しかし、このような極端に安価な顧問契約では、法律相談や契約書チェックは別料金であるとされていたり、一か月あたりの弁護士の応対時間が厳密に決まっていて、それを超えると追加料金が発生したりするなど、結局のところ会社の支払い額が大きくなることもよくあります。
また、追加料金の課金を気にして、相談すべきことを相談しそびれたりしては、何のための顧問弁護士かよく分からないことになりかねません。
さらに言えば、5,000円から10,000円の安価な顧問料を設定している法律事務所は、とにかく多数の顧問契約を獲得することで、1社あたりの顧問料はたとえ安価でも、多数の顧問契約を得ることをビジネスモデルとしています。

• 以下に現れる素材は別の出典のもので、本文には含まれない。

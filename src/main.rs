use std::io;

use anyhow::{Context, Result};
use clap::Parser;
use log::debug;
use querygen::prelude::*;
use rand::{SeedableRng, rngs::StdRng};

mod cli;
use cli::Cli;

fn config_from_cli(cli: &Cli, rng: &mut StdRng) -> Result<GeneratorConfig> {
    let vocabulary = match &cli.words {
        Some(path) => Vocabulary::from_file(path)
            .with_context(|| format!("loading words from {}", path.display()))?,
        None => Vocabulary::lorem(cli.lorem_words, rng).context("synthesizing lorem words")?,
    };

    let extension_range = if cli.below_max {
        ExtensionRange::BelowMax
    } else {
        ExtensionRange::UpToMax
    };

    Ok(GeneratorConfig::from_vocabulary(&vocabulary)
        .with_max_terms(cli.query_maxlen)
        .with_numeric_max(cli.numeric_max)
        .with_word_probability(cli.word_probability)
        .with_operator_weights(cli.weights)
        .with_malformed_rate(cli.malformed_rate)
        .with_extension_range(extension_range)
        .with_group_probability(cli.group_probability)
        .with_max_depth(cli.max_depth))
}

fn main() -> Result<()> {
    let cli = Cli::parse();
    cli::init_logger(cli.verbose);

    let mut rng = match cli.seed {
        Some(seed) => StdRng::seed_from_u64(seed),
        None => StdRng::from_os_rng(),
    };
    debug!("{cli:?}");

    let config = config_from_cli(&cli, &mut rng)?;
    let stats = generate(&cli.outfile, cli.n_queries, config, &mut rng)
        .with_context(|| format!("generating queries into {}", cli.outfile.display()))?;

    cli::report(&mut io::stdout().lock(), &stats, cli.malformed_rate, cli.stats)
        .context("writing the report")?;

    Ok(())
}
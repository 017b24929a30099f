pub use crate::error::GeneratorError;
pub use crate::models::batch::generate;
pub use crate::models::generator::{
    DEFAULT_MAX_DEPTH, DEFAULT_MAX_TERMS, DEFAULT_NUMERIC_MAX, ExtensionRange, Generated, Generator,
    GeneratorBuilder, GeneratorConfig, Malformation,
};
pub use crate::models::operator::{Operator, OperatorWeights};
pub use crate::models::query::{Query, Term};
pub use crate::models::stats::{BatchStats, LENGTH_MARGIN};
pub use crate::models::vocabulary::Vocabulary;
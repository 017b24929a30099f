//! Random boolean queries to stress search engines.
//!
//! A [`prelude::Generator`] draws queries like `cat OR 1234 ANDNOT dog`
//! from a vocabulary of words and a range of numbers, optionally gathering
//! terms in parenthesised groups:
//!
//! ```
//! use querygen::prelude::*;
//! use rand::{SeedableRng, rngs::StdRng};
//!
//! let g = Generator::builder(["cat", "dog", "mouse"])
//!     .max_terms(4)
//!     .numeric_max(100)
//!     .build()
//!     .unwrap();
//!
//! let mut rng = StdRng::seed_from_u64(42);
//! for q in g.queries(&mut rng).take(10) {
//!     let parsed: Query = q.parse().unwrap();
//!     assert!(parsed.n_terms() <= 4);
//! }
//! ```
//!
//! Queries are always well formed unless a malformed rate is set, in
//! which case a fraction of them get a deliberate syntax fault
//! (see [`prelude::Malformation`]). This is meant for fuzzing the
//! query parser of the engine under test.
pub mod error;
pub mod models;
pub mod prelude;
mod testing;
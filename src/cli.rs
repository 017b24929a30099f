use std::{
    io::{self, Write},
    path::PathBuf,
};

use clap::Parser;
use querygen::prelude::{BatchStats, DEFAULT_MAX_DEPTH, DEFAULT_NUMERIC_MAX, OperatorWeights};

#[derive(Parser, Debug)]
#[command(
    name = "generate",
    about = "Generate random boolean queries (AND, OR, ANDNOT) into a file",
    version
)]
pub struct Cli {
    /// File to write the queries to, one per line. Overwritten.
    pub outfile: PathBuf,

    /// Number of queries to generate
    pub n_queries: usize,

    /// Maximum number of terms in a query
    pub query_maxlen: usize,

    /// Word list file (whitespace separated). Lorem ipsum words if absent.
    #[arg(long)]
    pub words: Option<PathBuf>,

    /// How many lorem ipsum words to draw when no word list is given
    #[arg(long, default_value_t = 2000)]
    pub lorem_words: usize,

    /// Numbers are drawn between 0 and this, inclusive
    #[arg(long, default_value_t = DEFAULT_NUMERIC_MAX, allow_negative_numbers = true)]
    pub numeric_max: i64,

    /// Probability of a term being a word rather than a number
    #[arg(long, default_value_t = 0.5)]
    pub word_probability: f64,

    /// Operator weights as AND,OR,ANDNOT
    #[arg(long, default_value = "1,3,1", value_parser = parse_weights)]
    pub weights: OperatorWeights,

    /// Fraction of queries made malformed on purpose
    #[arg(long, default_value_t = 1.0 / 5000.0)]
    pub malformed_rate: f64,

    /// Probability for a term to open a parenthesised group
    #[arg(long, default_value_t = 0.0)]
    pub group_probability: f64,

    /// How deep parenthesised groups can nest
    #[arg(long, default_value_t = DEFAULT_MAX_DEPTH)]
    pub max_depth: usize,

    /// Never reach query_maxlen terms (at most query_maxlen - 1)
    #[arg(long)]
    pub below_max: bool,

    /// Seed for a reproducible run
    #[arg(long)]
    pub seed: Option<u64>,

    /// Print batch statistics
    #[arg(long)]
    pub stats: bool,

    /// Debug logging (unless RUST_LOG says otherwise)
    #[arg(short, long)]
    pub verbose: bool,
}

fn parse_weights(s: &str) -> Result<OperatorWeights, String> {
    let ws = s
        .split(',')
        .map(|w| w.trim().parse::<u32>().map_err(|e| format!("{w:?}: {e}")))
        .collect::<Result<Vec<_>, _>>()?;
    match ws.as_slice() {
        [and, or, and_not] => Ok(OperatorWeights::new(*and, *or, *and_not)),
        _ => Err(format!("expected 3 weights AND,OR,ANDNOT, got {}", ws.len())),
    }
}

/// What a run prints once the queries are written.
pub fn report<W: Write>(
    out: &mut W,
    stats: &BatchStats,
    malformed_rate: f64,
    show_stats: bool,
) -> io::Result<()> {
    writeln!(out, "char size of longest query = {}", stats.longest_query_hint())?;
    if malformed_rate > 0.0 {
        writeln!(
            out,
            "WARNING: generation typically has ≈ 1 error per {:.0} queries",
            1.0 / malformed_rate
        )?;
    }
    if show_stats {
        writeln!(out, "{stats}")?;
    }
    Ok(())
}

pub fn init_logger(verbose: bool) {
    let filters = std::env::var("RUST_LOG")
        .unwrap_or_else(|_| if verbose { "debug" } else { "info" }.to_string());
    pretty_env_logger::formatted_builder()
        .parse_filters(&filters)
        .init();
}

#[cfg(test)]
mod test {
    use super::*;
    use querygen::prelude::Generator;
    use rand::{SeedableRng, rngs::StdRng};

    #[test]
    fn test_positional_args() {
        let cli = Cli::try_parse_from(["generate", "out.txt", "5", "3"]).unwrap();
        assert_eq!(cli.outfile, PathBuf::from("out.txt"));
        assert_eq!(cli.n_queries, 5);
        assert_eq!(cli.query_maxlen, 3);
        assert_eq!(cli.weights, OperatorWeights::default());
        assert_eq!(cli.numeric_max, 1_600_000);
        assert_eq!(cli.malformed_rate, 0.0002);
        assert!(!cli.below_max);
        assert_eq!(cli.seed, None);
        assert_eq!(cli.group_probability, 0.0);
        assert_eq!(cli.max_depth, 2);
    }

    #[test]
    fn test_wrong_arg_count() {
        assert!(Cli::try_parse_from(["generate"]).is_err());
        assert!(Cli::try_parse_from(["generate", "out.txt", "5"]).is_err());
        assert!(Cli::try_parse_from(["generate", "out.txt", "5", "3", "extra"]).is_err());
        assert!(Cli::try_parse_from(["generate", "out.txt", "five", "3"]).is_err());
    }

    #[test]
    fn test_options() {
        let cli = Cli::try_parse_from([
            "generate",
            "out.txt",
            "5",
            "3",
            "--weights",
            "2,2,1",
            "--seed",
            "42",
            "--numeric-max",
            "-1",
            "--below-max",
            "--group-probability",
            "0.3",
        ])
        .unwrap();
        assert_eq!(cli.group_probability, 0.3);
        assert_eq!(cli.weights, OperatorWeights::new(2, 2, 1));
        assert_eq!(cli.seed, Some(42));
        assert_eq!(cli.numeric_max, -1);
        assert!(cli.below_max);
    }

    fn alpha_stats() -> BatchStats {
        let g = Generator::builder(["alpha"])
            .word_probability(1.0)
            .max_terms(1)
            .build()
            .unwrap();
        g.write_batch(&mut StdRng::seed_from_u64(7), 10, io::sink())
            .unwrap()
    }

    #[test]
    fn test_report() {
        let mut out = vec![];
        report(&mut out, &alpha_stats(), 0.0002, false).unwrap();
        assert_eq!(
            String::from_utf8(out).unwrap(),
            "char size of longest query = 7\n\
             WARNING: generation typically has ≈ 1 error per 5000 queries\n"
        );

        let mut out = vec![];
        report(&mut out, &alpha_stats(), 0.0, false).unwrap();
        assert_eq!(
            String::from_utf8(out).unwrap(),
            "char size of longest query = 7\n"
        );

        let mut out = vec![];
        report(&mut out, &alpha_stats(), 0.0, true).unwrap();
        let text = String::from_utf8(out).unwrap();
        assert!(text.starts_with("char size of longest query = 7\n"));
        assert!(text.contains("N queries=10"));
    }

    #[test]
    fn test_parse_weights() {
        assert_eq!(parse_weights("1, 3, 1"), Ok(OperatorWeights::default()));
        assert!(parse_weights("1,3").is_err());
        assert!(parse_weights("1,3,x").is_err());
        assert!(parse_weights("1,3,-1").is_err());
    }
}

そのため、個々の顧問先の事業内容や社風、経営者の理念に対してはともすれば無関心になりがちではないかと危惧しております。
顧問弁護士の一番のメリットは日常的な相談、もしくは相談とも言えないような経営者との雑談を通じて、会社の事業の様子や社風を把握し、会社にあったオーダーメイドの方針を提案できることにあると思います。
ですから、安い保険のようなイメージで顧問料の安い法律事務所に顧問をご依頼されることが良いとはいえません。

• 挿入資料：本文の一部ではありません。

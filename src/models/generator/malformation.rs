use itertools::Itertools;
use rand::Rng;
use strum::{Display, EnumCount, EnumIter};

use crate::models::{operator::Operator, query::Query};

/// The syntax faults a generator can inject into a query.
///
/// A fault never touches the first term and never adds an operator,
/// so a malformed query still begins with a term and has fewer operators
/// than the query's term budget. Tokens stay single space separated
/// on a single line.
#[derive(Debug, Clone, Copy, PartialEq, Eq, Hash, Display, EnumIter, EnumCount)]
#[cfg_attr(feature = "serde", derive(serde::Serialize, serde::Deserialize))]
pub enum Malformation {
    /// `a OR b` becomes `a OR`
    DanglingOperator,
    /// `a OR b AND c` becomes `a OR AND c`
    DoubledOperator,
    /// `a OR b` becomes `a b`
    MissingOperator,
    /// `a OR b` becomes `a OR ( b`
    UnclosedParen,
    /// `a OR b` becomes `a OR b )`
    StrayCloseParen,
}

const ALL: [Malformation; Malformation::COUNT] = [
    Malformation::DanglingOperator,
    Malformation::DoubledOperator,
    Malformation::MissingOperator,
    Malformation::UnclosedParen,
    Malformation::StrayCloseParen,
];

fn is_operator(token: &str) -> bool {
    token.parse::<Operator>().is_ok()
}

/// Removes the word or number of a token, keeping any parentheses
/// glued to it. Drops the token altogether if nothing is left.
fn drop_leaf(tokens: &mut Vec<String>, i: usize) {
    let parens: String = tokens[i].chars().filter(|c| *c == '(' || *c == ')').collect();
    if parens.is_empty() {
        tokens.remove(i);
    } else {
        tokens[i] = parens;
    }
}

impl Malformation {
    /// The fewest terms a query needs for this fault to apply.
    pub fn min_terms(&self) -> usize {
        match self {
            Malformation::DoubledOperator => 3,
            Malformation::DanglingOperator | Malformation::MissingOperator => 2,
            Malformation::UnclosedParen | Malformation::StrayCloseParen => 1,
        }
    }

    /// A fault drawn uniformly among those applicable to `q`.
    pub fn random<R: Rng>(q: &Query, rng: &mut R) -> Self {
        let n_terms = q.n_terms();
        let candidates = ALL.iter().filter(|m| m.min_terms() <= n_terms).collect_vec();
        *candidates[rng.random_range(0..candidates.len())]
    }

    /// Renders the query with this fault. A query with too few
    /// terms for the fault gets a stray closing parenthesis instead.
    pub fn apply(&self, q: &Query) -> String {
        let text = q.to_string();
        let mut tokens = text.split(' ').map(String::from).collect_vec();
        let leaves = tokens
            .iter()
            .positions(|t| !is_operator(t))
            .collect_vec();

        if leaves.len() < self.min_terms() {
            return Malformation::StrayCloseParen.apply(q);
        }

        match self {
            Malformation::DanglingOperator => drop_leaf(&mut tokens, leaves[leaves.len() - 1]),
            Malformation::DoubledOperator => drop_leaf(&mut tokens, leaves[leaves.len() - 2]),
            Malformation::MissingOperator => {
                tokens.remove(leaves[leaves.len() - 1] - 1);
            }
            Malformation::UnclosedParen => match leaves.len() {
                1 => tokens.push("(".into()),
                n => tokens.insert(leaves[n - 1], "(".into()),
            },
            Malformation::StrayCloseParen => tokens.push(")".into()),
        }
        tokens.join(" ")
    }
}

また、保険と違い、弁護士にも個性があります。私のようなタイプを気に入っていただき、顧問契約を締結してくださる方もいれば、私と全く異なるタイプの弁護士を信頼しておられる方も当然おられます。こればかりは相性としか言いようがない部分です。弁護士と話し込む事態は、ほぼ間違いなく「晴れ」の状況ではありません。ですから、価格のみならず、その弁護士の個性にも注目して「しんどい時」に話ができそうかといった観点からも顧問弁護士を選んでいただければと思います。